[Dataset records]
:::

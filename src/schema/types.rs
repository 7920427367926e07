//! Inferred value types

use std::collections::HashMap;
use std::fmt;

/// Type of a single field value, as inferred from its text.
#[derive(Debug, Clone, Copy, PartialEq, Eq, Hash)]
pub enum TypeTag {
    Date,
    Numeric,
    String,
}

impl TypeTag {
    /// Returns the type name for error messages
    pub fn type_name(&self) -> &'static str {
        match self {
            TypeTag::Date => "date",
            TypeTag::Numeric => "numeric",
            TypeTag::String => "string",
        }
    }
}

impl fmt::Display for TypeTag {
    fn fmt(&self, f: &mut fmt::Formatter<'_>) -> fmt::Result {
        write!(f, "{}", self.type_name())
    }
}

/// Field name → inferred type for one row.
pub type TypeMap = HashMap<String, TypeTag>;
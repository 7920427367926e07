//! JSON I/O handling for CLI
//!
//! - Input: single JSON object via stdin
//! - Output: single JSON object via stdout
//! - UTF-8 only

use std::io::{self, Read, Write};

use serde::de::DeserializeOwned;
use serde_json::Value;

use super::errors::{CliError, CliResult};

/// Parses a request from raw JSON text.
pub fn parse_request<T: DeserializeOwned>(input: &str) -> CliResult<T> {
    if input.trim().is_empty() {
        return Err(CliError::io_error("Empty input"));
    }
    Ok(serde_json::from_str(input)?)
}

/// Read a JSON request from stdin
pub fn read_request<T: DeserializeOwned>() -> CliResult<T> {
    let mut input = String::new();
    io::stdin().lock().read_to_string(&mut input)?;
    parse_request(&input)
}

/// Write a success response to stdout
pub fn write_response(data: Value) -> CliResult<()> {
    let response = serde_json::json!({
        "status": "ok",
        "data": data
    });
    write_value(&response)
}

/// Write an error response to stdout
pub fn write_error(code: &str, message: &str) -> CliResult<()> {
    let response = serde_json::json!({
        "status": "error",
        "code": code,
        "message": message
    });
    write_value(&response)
}

fn write_value(response: &Value) -> CliResult<()> {
    let mut stdout = io::stdout();
    serde_json::to_writer(&mut stdout, response)?;
    writeln!(stdout)?;
    stdout.flush()?;

    Ok(())
}
//! CLI-specific error types

use std::fmt;
use std::io;

/// CLI error codes
#[derive(Debug, Clone, PartialEq, Eq)]
pub enum CliErrorCode {
    /// Configuration file error
    ConfigError,
    /// I/O error (stdin/stdout)
    IoError,
    /// Request JSON does not have the expected shape
    InvalidRequest,
    /// The command ran and reported an error response
    CommandFailed,
}

impl CliErrorCode {
    /// Get the error code string
    pub fn code(&self) -> &'static str {
        match self {
            Self::ConfigError => "DATATOOL_CLI_CONFIG_ERROR",
            Self::IoError => "DATATOOL_CLI_IO_ERROR",
            Self::InvalidRequest => "DATATOOL_CLI_INVALID_REQUEST",
            Self::CommandFailed => "DATATOOL_CLI_COMMAND_FAILED",
        }
    }
}

/// CLI error
#[derive(Debug)]
pub struct CliError {
    code: CliErrorCode,
    message: String,
}

impl CliError {
    /// Create a new CLI error
    pub fn new(code: CliErrorCode, message: impl Into<String>) -> Self {
        Self {
            code,
            message: message.into(),
        }
    }

    /// Config error
    pub fn config_error(msg: impl Into<String>) -> Self {
        Self::new(CliErrorCode::ConfigError, msg)
    }

    /// I/O error
    pub fn io_error(msg: impl Into<String>) -> Self {
        Self::new(CliErrorCode::IoError, msg)
    }

    /// Malformed request
    pub fn invalid_request(msg: impl Into<String>) -> Self {
        Self::new(CliErrorCode::InvalidRequest, msg)
    }

    /// Command failed after writing its error response
    pub fn command_failed(msg: impl Into<String>) -> Self {
        Self::new(CliErrorCode::CommandFailed, msg)
    }

    /// Get the error code
    pub fn code(&self) -> &CliErrorCode {
        &self.code
    }

    /// Get the error code string
    pub fn code_str(&self) -> &'static str {
        self.code.code()
    }

    /// Get the error message
    pub fn message(&self) -> &str {
        &self.message
    }
}

impl fmt::Display for CliError {
    fn fmt(&self, f: &mut fmt::Formatter<'_>) -> fmt::Result {
        write!(f, "{}: {}", self.code.code(), self.message)
    }
}

impl std::error::Error for CliError {}

impl From<io::Error> for CliError {
    fn from(e: io::Error) -> Self {
        Self::io_error(e.to_string())
    }
}

impl From<serde_json::Error> for CliError {
    fn from(e: serde_json::Error) -> Self {
        Self::invalid_request(format!("JSON error: {}", e))
    }
}

/// CLI result type
pub type CliResult<T> = Result<T, CliError>;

:::

__Task objective__.
Tally how many lines of the records hold the word "InvalidRequest". Answer with the number only.

__Task answer__.
3